┌─ PROVIDED RECORDS

//! Dependency graph construction from one category's terms.
//!
//! # Overview
//!
//! For every term T and every other term O, if T's definition prose
//! mentions O's title, the graph gets edge `T → O` (T depends on O).
//! Nodes carry term ids. The visualization payload sizes each node by the
//! number of edges touching it in either direction; that tally is for
//! rendering only and never influences ordering.
//!
//! ## Cache Invalidation
//!
//! [`TermGraph::content_hash`] is a BLAKE3 hash over the node set and the
//! sorted edge set. Callers can compare it against a stored value to skip
//! re-deriving layouts or orderings when nothing relevant changed.

#![allow(clippy::module_name_repetitions)]

use std::collections::HashMap;

use petgraph::Direction;
use petgraph::graph::{DiGraph, NodeIndex};
use serde::Serialize;
use tracing::instrument;

use crate::index::TermIndex;
use crate::scan::scan_references;
use glossa_core::model::Term;

/// Default base node radius in the visualization payload.
pub const BASE_RADIUS: f64 = 8.0;
/// Default radius added per edge touching a node.
pub const RADIUS_PER_LINK: f64 = 1.5;

// ---------------------------------------------------------------------------
// TermGraph
// ---------------------------------------------------------------------------

/// A directed reference graph over one category.
///
/// Nodes are term ids (strings). An edge `A → B` means "A's definitions
/// mention B's title". Cycles are expected and preserved; downstream
/// consumers (ordering, cycle listing) handle them.
#[derive(Debug)]
pub struct TermGraph {
    /// Directed graph: nodes = term ids, edges = detected references.
    pub graph: DiGraph<String, ()>,
    /// Mapping from term id to petgraph `NodeIndex`.
    pub node_map: HashMap<String, NodeIndex>,
    /// BLAKE3 content hash of the node and edge sets.
    pub content_hash: String,
}

impl TermGraph {
    /// Build the reference graph for `terms`.
    ///
    /// Titleless terms are dropped before scanning. Duplicate edges are
    /// never added (a mention is a mention, however often it repeats);
    /// self-edges cannot occur because a term's own title is excluded
    /// from its candidate set.
    #[must_use]
    #[instrument(skip(terms))]
    pub fn from_terms(terms: &[Term]) -> Self {
        Self::from_index(&TermIndex::from_terms(terms))
    }

    /// Build from an existing index (shared with other derivations).
    #[must_use]
    pub fn from_index(index: &TermIndex<'_>) -> Self {
        let mut graph = DiGraph::<String, ()>::new();
        let mut node_map: HashMap<String, NodeIndex> = HashMap::with_capacity(index.len());

        for term in index.terms() {
            let idx = graph.add_node(term.id.clone());
            node_map.insert(term.id.clone(), idx);
        }

        let mut edges: Vec<(String, String)> = Vec::new();
        for term in index.terms() {
            let Some(&source_idx) = node_map.get(&term.id) else {
                continue;
            };
            for referenced in scan_references(term, index) {
                let Some(target) = index.resolve(&referenced) else {
                    continue;
                };
                let Some(&target_idx) = node_map.get(&target.id) else {
                    continue;
                };
                if !graph.contains_edge(source_idx, target_idx) {
                    graph.add_edge(source_idx, target_idx, ());
                    edges.push((term.id.clone(), target.id.clone()));
                }
            }
        }

        let node_ids: Vec<&str> = index.terms().iter().map(|t| t.id.as_str()).collect();
        let content_hash = compute_content_hash(&node_ids, &mut edges);

        Self {
            graph,
            node_map,
            content_hash,
        }
    }

    /// Number of nodes (terms) in the graph.
    #[must_use]
    pub fn node_count(&self) -> usize {
        self.graph.node_count()
    }

    /// Number of detected reference edges.
    #[must_use]
    pub fn edge_count(&self) -> usize {
        self.graph.edge_count()
    }

    /// Look up the `NodeIndex` for a term id.
    #[must_use]
    pub fn node_index(&self, term_id: &str) -> Option<NodeIndex> {
        self.node_map.get(term_id).copied()
    }

    /// The term id label for a node.
    #[must_use]
    pub fn term_id(&self, idx: NodeIndex) -> Option<&str> {
        self.graph.node_weight(idx).map(String::as_str)
    }

    /// Edges touching a node in either direction (the visualization
    /// sizing tally).
    #[must_use]
    pub fn connection_count(&self, idx: NodeIndex) -> usize {
        self.graph.edges_directed(idx, Direction::Incoming).count()
            + self.graph.edges_directed(idx, Direction::Outgoing).count()
    }
}

// ---------------------------------------------------------------------------
// Visualization payload
// ---------------------------------------------------------------------------

/// One renderable node.
#[derive(Debug, Clone, PartialEq, Serialize)]
pub struct GraphNode {
    pub id: String,
    pub title: String,
    pub radius: f64,
}

/// One renderable directed link: `source` mentions `target`.
#[derive(Debug, Clone, PartialEq, Eq, Serialize)]
pub struct GraphLink {
    pub source: String,
    pub target: String,
}

/// The `{nodes, links}` payload consumed by rendering layers.
#[derive(Debug, Clone, Default, PartialEq, Serialize)]
pub struct GraphData {
    pub nodes: Vec<GraphNode>,
    pub links: Vec<GraphLink>,
    /// Content hash of the graph this payload was derived from.
    pub content_hash: String,
}

/// Build the visualization payload for `terms` with the default radii.
#[must_use]
pub fn build_graph_data(terms: &[Term]) -> GraphData {
    build_graph_data_with(terms, BASE_RADIUS, RADIUS_PER_LINK)
}

/// Build the visualization payload with configured radii.
///
/// Nodes come out in term input order; links in discovery order. An empty
/// category yields empty `nodes` and `links`, which is a valid result.
#[must_use]
#[instrument(skip(terms))]
pub fn build_graph_data_with(terms: &[Term], base_radius: f64, radius_per_link: f64) -> GraphData {
    let index = TermIndex::from_terms(terms);
    let term_graph = TermGraph::from_index(&index);

    let nodes = index
        .terms()
        .iter()
        .map(|term| {
            let connections = term_graph
                .node_index(&term.id)
                .map_or(0, |idx| term_graph.connection_count(idx));
            #[allow(clippy::cast_precision_loss)]
            let radius = (connections as f64).mul_add(radius_per_link, base_radius);
            GraphNode {
                id: term.id.clone(),
                title: term.title.clone(),
                radius,
            }
        })
        .collect();

    let links = term_graph
        .graph
        .edge_indices()
        .filter_map(|edge| {
            let (source, target) = term_graph.graph.edge_endpoints(edge)?;
            Some(GraphLink {
                source: term_graph.term_id(source)?.to_string(),
                target: term_graph.term_id(target)?.to_string(),
            })
        })
        .collect();

    GraphData {
        nodes,
        links,
        content_hash: term_graph.content_hash,
    }
}

/// BLAKE3 over node ids and the sorted edge list. Sorting makes the hash
/// a function of the edge set, not of discovery order.
fn compute_content_hash(node_ids: &[&str], edges: &mut Vec<(String, String)>) -> String {
    edges.sort();

    let mut hasher = blake3::Hasher::new();
    for id in node_ids {
        hasher.update(id.as_bytes());
        hasher.update(b"\x00");
    }
    hasher.update(b"\x01");
    for (source, target) in edges.iter() {
        hasher.update(source.as_bytes());
        hasher.update(b"\x00");
        hasher.update(target.as_bytes());
        hasher.update(b"\x00");
    }
    format!("blake3:{}", hasher.finalize())
}

// ---------------------------------------------------------------------------
// Tests
// ---------------------------------------------------------------------------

└─

TASK ITEM = Without altering a single word, set down all the entries again.

ANSWER AREA =
//! Dependency graph construction from one category's terms.
//!
//! # Overview
//!
//! For every term T and every other term O, if T's definition prose
//! mentions O's title, the graph gets edge `T → O` (T depends on O).
//! Nodes carry term ids. The visualization payload sizes each node by the
//! number of edges touching it in either direction; that tally is for
//! rendering only and never influences ordering.
//!
//! ## Cache Invalidation
//!
//! [`TermGraph::content_hash`] is a BLAKE3 hash over the node set and the
//! sorted edge set. Callers can compare it against a stored value to skip
//! re-deriving layouts or orderings when nothing relevant changed.

#![allow(clippy::module_name_repetitions)]

use std::collections::HashMap;

use petgraph::Direction;
use petgraph::graph::{DiGraph, NodeIndex};
use serde::Serialize;
use tracing::instrument;

use crate::index::TermIndex;
use crate::scan::scan_references;
use glossa_core::model::Term;

/// Default base node radius in the visualization payload.
pub const BASE_RADIUS: f64 = 8.0;
/// Default radius added per edge touching a node.
pub const RADIUS_PER_LINK: f64 = 1.5;

// ---------------------------------------------------------------------------
// TermGraph
// ---------------------------------------------------------------------------

/// A directed reference graph over one category.
///
/// Nodes are term ids (strings). An edge `A → B` means "A's definitions
/// mention B's title". Cycles are expected and preserved; downstream
/// consumers (ordering, cycle listing) handle them.
#[derive(Debug)]
pub struct TermGraph {
    /// Directed graph: nodes = term ids, edges = detected references.
    pub graph: DiGraph<String, ()>,
    /// Mapping from term id to petgraph `NodeIndex`.
    pub node_map: HashMap<String, NodeIndex>,
    /// BLAKE3 content hash of the node and edge sets.
    pub content_hash: String,
}

impl TermGraph {
    /// Build the reference graph for `terms`.
    ///
    /// Titleless terms are dropped before scanning. Duplicate edges are
    /// never added (a mention is a mention, however often it repeats);
    /// self-edges cannot occur because a term's own title is excluded
    /// from its candidate set.
    #[must_use]
    #[instrument(skip(terms))]
    pub fn from_terms(terms: &[Term]) -> Self {
        Self::from_index(&TermIndex::from_terms(terms))
    }

    /// Build from an existing index (shared with other derivations).
    #[must_use]
    pub fn from_index(index: &TermIndex<'_>) -> Self {
        let mut graph = DiGraph::<String, ()>::new();
        let mut node_map: HashMap<String, NodeIndex> = HashMap::with_capacity(index.len());

        for term in index.terms() {
            let idx = graph.add_node(term.id.clone());
            node_map.insert(term.id.clone(), idx);
        }

        let mut edges: Vec<(String, String)> = Vec::new();
        for term in index.terms() {
            let Some(&source_idx) = node_map.get(&term.id) else {
                continue;
            };
            for referenced in scan_references(term, index) {
                let Some(target) = index.resolve(&referenced) else {
                    continue;
                };
                let Some(&target_idx) = node_map.get(&target.id) else {
                    continue;
                };
                if !graph.contains_edge(source_idx, target_idx) {
                    graph.add_edge(source_idx, target_idx, ());
                    edges.push((term.id.clone(), target.id.clone()));
                }
            }
        }

        let node_ids: Vec<&str> = index.terms().iter().map(|t| t.id.as_str()).collect();
        let content_hash = compute_content_hash(&node_ids, &mut edges);

        Self {
            graph,
            node_map,
            content_hash,
        }
    }

    /// Number of nodes (terms) in the graph.
    #[must_use]
    pub fn node_count(&self) -> usize {
        self.graph.node_count()
    }

    /// Number of detected reference edges.
    #[must_use]
    pub fn edge_count(&self) -> usize {
        self.graph.edge_count()
    }

    /// Look up the `NodeIndex` for a term id.
    #[must_use]
    pub fn node_index(&self, term_id: &str) -> Option<NodeIndex> {
        self.node_map.get(term_id).copied()
    }

    /// The term id label for a node.
    #[must_use]
    pub fn term_id(&self, idx: NodeIndex) -> Option<&str> {
        self.graph.node_weight(idx).map(String::as_str)
    }

    /// Edges touching a node in either direction (the visualization
    /// sizing tally).
    #[must_use]
    pub fn connection_count(&self, idx: NodeIndex) -> usize {
        self.graph.edges_directed(idx, Direction::Incoming).count()
            + self.graph.edges_directed(idx, Direction::Outgoing).count()
    }
}

// ---------------------------------------------------------------------------
// Visualization payload
// ---------------------------------------------------------------------------

/// One renderable node.
#[derive(Debug, Clone, PartialEq, Serialize)]
pub struct GraphNode {
    pub id: String,
    pub title: String,
    pub radius: f64,
}

/// One renderable directed link: `source` mentions `target`.
#[derive(Debug, Clone, PartialEq, Eq, Serialize)]
pub struct GraphLink {
    pub source: String,
    pub target: String,
}

/// The `{nodes, links}` payload consumed by rendering layers.
#[derive(Debug, Clone, Default, PartialEq, Serialize)]
pub struct GraphData {
    pub nodes: Vec<GraphNode>,
    pub links: Vec<GraphLink>,
    /// Content hash of the graph this payload was derived from.
    pub content_hash: String,
}

/// Build the visualization payload for `terms` with the default radii.
#[must_use]
pub fn build_graph_data(terms: &[Term]) -> GraphData {
    build_graph_data_with(terms, BASE_RADIUS, RADIUS_PER_LINK)
}

/// Build the visualization payload with configured radii.
///
/// Nodes come out in term input order; links in discovery order. An empty
/// category yields empty `nodes` and `links`, which is a valid result.
#[must_use]
#[instrument(skip(terms))]
pub fn build_graph_data_with(terms: &[Term], base_radius: f64, radius_per_link: f64) -> GraphData {
    let index = TermIndex::from_terms(terms);
    let term_graph = TermGraph::from_index(&index);

    let nodes = index
        .terms()
        .iter()
        .map(|term| {
            let connections = term_graph
                .node_index(&term.id)
                .map_or(0, |idx| term_graph.connection_count(idx));
            #[allow(clippy::cast_precision_loss)]
            let radius = (connections as f64).mul_add(radius_per_link, base_radius);
            GraphNode {
                id: term.id.clone(),
                title: term.title.clone(),
                radius,
            }
        })
        .collect();

    let links = term_graph
        .graph
        .edge_indices()
        .filter_map(|edge| {
            let (source, target) = term_graph.graph.edge_endpoints(edge)?;
            Some(GraphLink {
                source: term_graph.term_id(source)?.to_string(),
                target: term_graph.term_id(target)?.to_string(),
            })
        })
        .collect();

    GraphData {
        nodes,
        links,
        content_hash: term_graph.content_hash,
    }
}

/// BLAKE3 over node ids and the sorted edge list. Sorting makes the hash
/// a function of the edge set, not of discovery order.
fn compute_content_hash(node_ids: &[&str], edges: &mut Vec<(String, String)>) -> String {
    edges.sort();

    let mut hasher = blake3::Hasher::new();
    for id in node_ids {
        hasher.update(id.as_bytes());
        hasher.update(b"\x00");
    }
    hasher.update(b"\x01");
    for (source, target) in edges.iter() {
        hasher.update(source.as_bytes());
        hasher.update(b"\x00");
        hasher.update(target.as_bytes());
        hasher.update(b"\x00");
    }
    format!("blake3:{}", hasher.finalize())
}

// ---------------------------------------------------------------------------
// Tests
// ---------------------------------------------------------------------------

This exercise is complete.